-- Opening Marker --

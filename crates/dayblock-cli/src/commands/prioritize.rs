use clap::{Args, ValueEnum};

use chrono::Utc;
use dayblock_core::prioritize::{prioritize, PrioritizationResult, PriorityReport};

use super::{load_tasks, parse_instant};

#[derive(Args)]
pub struct PrioritizeArgs {
    /// Path to a JSON file with the task list
    pub tasks: String,
    /// Evaluation instant (RFC 3339); defaults to now
    #[arg(long)]
    pub now: Option<String>,
    /// Print only one methodology's results
    #[arg(long, value_enum)]
    pub methodology: Option<MethodologyArg>,
    /// Emit JSON instead of a readable listing
    #[arg(long)]
    pub json: bool,
}

#[derive(Clone, Copy, ValueEnum)]
pub enum MethodologyArg {
    Eisenhower,
    EatTheFrog,
    Pareto,
    Composite,
}

pub fn run(args: PrioritizeArgs) -> Result<(), Box<dyn std::error::Error>> {
    let tasks = load_tasks(&args.tasks)?;
    let now = match &args.now {
        Some(value) => parse_instant(value)?,
        None => Utc::now(),
    };

    let report = prioritize(&tasks, now);

    match args.methodology {
        Some(methodology) => {
            let results = select(&report, methodology);
            if args.json {
                println!("{}", serde_json::to_string_pretty(results)?);
            } else {
                print_results(results);
            }
        }
        None => {
            if args.json {
                println!("{}", serde_json::to_string_pretty(&report)?);
            } else {
                println!("composite ranking:");
                print_results(&report.composite);
            }
        }
    }
    Ok(())
}

fn select(report: &PriorityReport, methodology: MethodologyArg) -> &[PrioritizationResult] {
    match methodology {
        MethodologyArg::Eisenhower => &report.eisenhower,
        MethodologyArg::EatTheFrog => &report.eat_the_frog,
        MethodologyArg::Pareto => &report.pareto,
        MethodologyArg::Composite => &report.composite,
    }
}

fn print_results(results: &[PrioritizationResult]) {
    for result in results {
        let category = result.category.as_deref().unwrap_or("-");
        println!(
            "{:<12} score {:>5.2}  {:<10} {}",
            result.task_id,
            result.score,
            category,
            result.reasoning
        );
    }
}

-- Closing Marker --

*TASK BRIEF:*
Return each line of the data where the word "Pareto" appears.

*ANSWER:*
    Pareto,
        MethodologyArg::Pareto => &report.pareto,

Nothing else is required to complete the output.